NYMC Research Finds COVID-19 Patients at Higher Risk for Cerebral Venous Thrombosis
Research Shows Cerebral Venous Thrombosis (CVT) occurs at a higher frequency in COVID-19 patients
New research by New York Medical College (NYMC) faculty and students found that cerebral venous thrombosis (CVT) occurs at a higher frequency in COVID-19 patients and that it predominantly affects patients who are young, male and otherwise healthy. Findings from the study, which examined case records of 13,500 patients with COVID-19 admitted to six New York metropolitan tertiary care centers in the first half of 2020, were recently published in the American Journal of Neuroradiology.
The study, Cerebral Venous Thrombosis in COVID-19: A New York Metropolitan Cohort Study, was led by Fawaz Al-Mufti, M.D., assistant professor of neurology, neurosurgery and of radiology, and Chirag Gandhi, M.D., chair of the Department of Neurosurgery and professor of neurosurgery, neurology and of radiology. Additional authors on the study, include Ramandeep Sahni, M.D., clinical associate professor of neurology; Jonathan Ogulnick, SOM Class of 2022; Philip J. Overby, M.D., clinical associate professor of pediatrics and of neurology; Jared Cooper, M.D., neuro-interventional surgery fellow; Jose Dominguez, M.D., neurosurgery resident; Tolga Sursal, M.D., neurosurgery resident; Haris Kamal, M.D., neuro-interventional surgery fellow; Katarina Dakay, M.D., neuro-interventional surgery fellow; and Edwin Gulko, M.D., assistant professor of radiology.

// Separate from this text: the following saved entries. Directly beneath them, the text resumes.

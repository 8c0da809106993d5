//! Archimedean spiral with roughly constant spacing between points
//!
//! There is no closed-form arc-length parametrization here. Angle and radius
//! are stepped together, and the exact sequence of radii depends on this
//! recurrence:
//!
//! ```text
//! angle_inc = spacing / (radius + SPIRAL_EPSILON)
//! angle    += angle_inc
//! radius   += spacing * angle_inc / TAU
//! ```

use std::f32::consts::TAU;

use crate::config::{SpawnConfig, SpiralParams};
use crate::consts::SPIRAL_EPSILON;
use crate::{Point3, height_ramp, polar_to_ground};

/// Spiral positions starting on the center and winding outward
pub fn spiral(config: &SpawnConfig, params: &SpiralParams) -> Vec<Point3> {
    let count = config.count as usize;
    let mut points = Vec::with_capacity(count);

    let mut angle = 0.0_f32;
    let mut radius = 0.0_f32;

    for i in 0..count {
        let mut p = config.center + polar_to_ground(radius, angle);
        p.y = match config.fixed_height {
            Some(h) => h,
            None => height_ramp(config.center.y, params.height_variation, i, count),
        };
        points.push(p);

        let angle_inc = params.spacing / (radius + SPIRAL_EPSILON);
        angle += angle_inc;
        radius += params.spacing * angle_inc / TAU;
    }

    points
}
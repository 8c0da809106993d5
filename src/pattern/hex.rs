//! Hexagonal rings around a center point
//!
//! Ring `r` holds up to `6r` points at angles `j * 60° / r`. Z is compressed
//! by the hex row factor, so ring points lie on an ellipse with semi-axes
//! `r * spacing` (X) and `r * spacing * sqrt(3) / 2` (Z).

use std::f32::consts::FRAC_PI_3;

use glam::Vec3;

use crate::Point3;
use crate::config::{HexGridParams, SpawnConfig};
use crate::consts::HEX_ROW_FACTOR;

/// Outer-loop ring limit for `count` points; always enough rings to hold them
pub fn hex_ring_bound(count: u32) -> u32 {
    (count as f64 / 3.0).sqrt().ceil() as u32
}

/// Hex ring positions, truncated mid-ring once `count` points exist
pub fn hex_grid(config: &SpawnConfig, params: &HexGridParams) -> Vec<Point3> {
    let count = config.count as usize;
    let mut points = Vec::with_capacity(count);
    if count == 0 {
        return points;
    }

    let height = config.base_height();
    let hex_width = params.spacing;
    let hex_height = params.spacing * HEX_ROW_FACTOR;

    points.push(Vec3::new(config.center.x, height, config.center.z));

    'rings: for ring in 1..=hex_ring_bound(config.count) {
        let r = ring as f32;
        let step = FRAC_PI_3 / r;
        for j in 0..6 * ring {
            if points.len() >= count {
                break 'rings;
            }
            let angle = j as f32 * step;
            points.push(Vec3::new(
                config.center.x + angle.cos() * r * hex_width,
                height,
                config.center.z + angle.sin() * r * hex_height,
            ));
        }
    }

    points
}
//! Staggered spawn schedule
//!
//! The spawner instantiates one object per slot once its delay has elapsed.
//! Slot order is generation order.

use serde::{Deserialize, Serialize};

use crate::Point3;
use crate::config::{PatternKind, SpawnConfig};
use crate::error::SpawnError;
use crate::pattern::generate;
use crate::rng::RandomSource;

/// One object to spawn
#[derive(Debug, Clone, Copy, PartialEq, Serialize, Deserialize)]
pub struct SpawnSlot {
    /// Position in generation order
    pub index: u32,
    pub position: Point3,
    /// Seconds after the plan starts
    pub delay: f32,
}

/// Generated positions paired with their spawn delays
#[derive(Debug, Clone, PartialEq, Serialize, Deserialize)]
pub struct SpawnPlan {
    pub kind: PatternKind,
    /// Seconds between consecutive slots
    pub stagger: f32,
    /// Seed of the source the positions were drawn from, if any
    #[serde(default, skip_serializing_if = "Option::is_none")]
    pub seed: Option<u64>,
    pub slots: Vec<SpawnSlot>,
}

impl SpawnPlan {
    /// Generate positions for `config` and give slot `i` a delay of `i * stagger`
    pub fn build(
        config: &SpawnConfig,
        rng: Option<&mut dyn RandomSource>,
        stagger: f32,
    ) -> Result<Self, SpawnError> {
        if !stagger.is_finite() || stagger < 0.0 {
            return Err(SpawnError::InvalidConfig(
                "stagger must be a non-negative number of seconds",
            ));
        }

        let slots = generate(config, rng)?
            .into_iter()
            .enumerate()
            .map(|(i, position)| SpawnSlot {
                index: i as u32,
                position,
                delay: i as f32 * stagger,
            })
            .collect();

        Ok(Self {
            kind: config.kind(),
            stagger,
            seed: None,
            slots,
        })
    }

    /// Record the seed used, so the plan can be rebuilt from its JSON
    pub fn with_seed(mut self, seed: u64) -> Self {
        self.seed = Some(seed);
        self
    }

    pub fn len(&self) -> usize {
        self.slots.len()
    }

    pub fn is_empty(&self) -> bool {
        self.slots.is_empty()
    }

    /// Delay of the last slot (0 when empty)
    pub fn total_duration(&self) -> f32 {
        self.slots.last().map(|s| s.delay).unwrap_or(0.0)
    }

    /// Slots whose delay has elapsed, in order
    pub fn due(&self, elapsed: f32) -> impl Iterator<Item = &SpawnSlot> {
        self.slots.iter().take_while(move |s| s.delay <= elapsed)
    }

    /// Positions only, in slot order
    pub fn positions(&self) -> impl Iterator<Item = Point3> + '_ {
        self.slots.iter().map(|s| s.position)
    }
}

The group embarked on the study after physicians at Westchester Medical Center (WMC), a major academic affiliate of NYMC, observed an increased incidence of CVT, a rare type of stroke in which a clot forms in the veins of the brain instead of an artery, in patient infected with COVID-19. Dr. Al-Mufti, who is an interventional neurologist/neurointensivist at WMC, subsequently collected data on COVID-19 patients who also had CVT from across the New York greater metropolitan area.
“We found that patients in our cohort were significantly more likely than the general population to have CVT, were predominantly male, relatively young, and typically did not have conditions that typically predispose them to CVT, such as cancer or recent head trauma,” said Mr. Ogulnick. “We believe this research will benefit future patients with COVID-19 in that physicians can keep an otherwise rare stroke higher in their differential when patients present with neurologic symptoms.”
“It was an honor and a privilege to have the opportunity to work on this project that will potentially contribute to the wellbeing of future patients,” said Mr. Ogulnick. “Working on this project was invaluable in helping me develop research skills that I can continue to use throughout my career. I’m so grateful to have had such outstanding faculty mentors at NYMC.”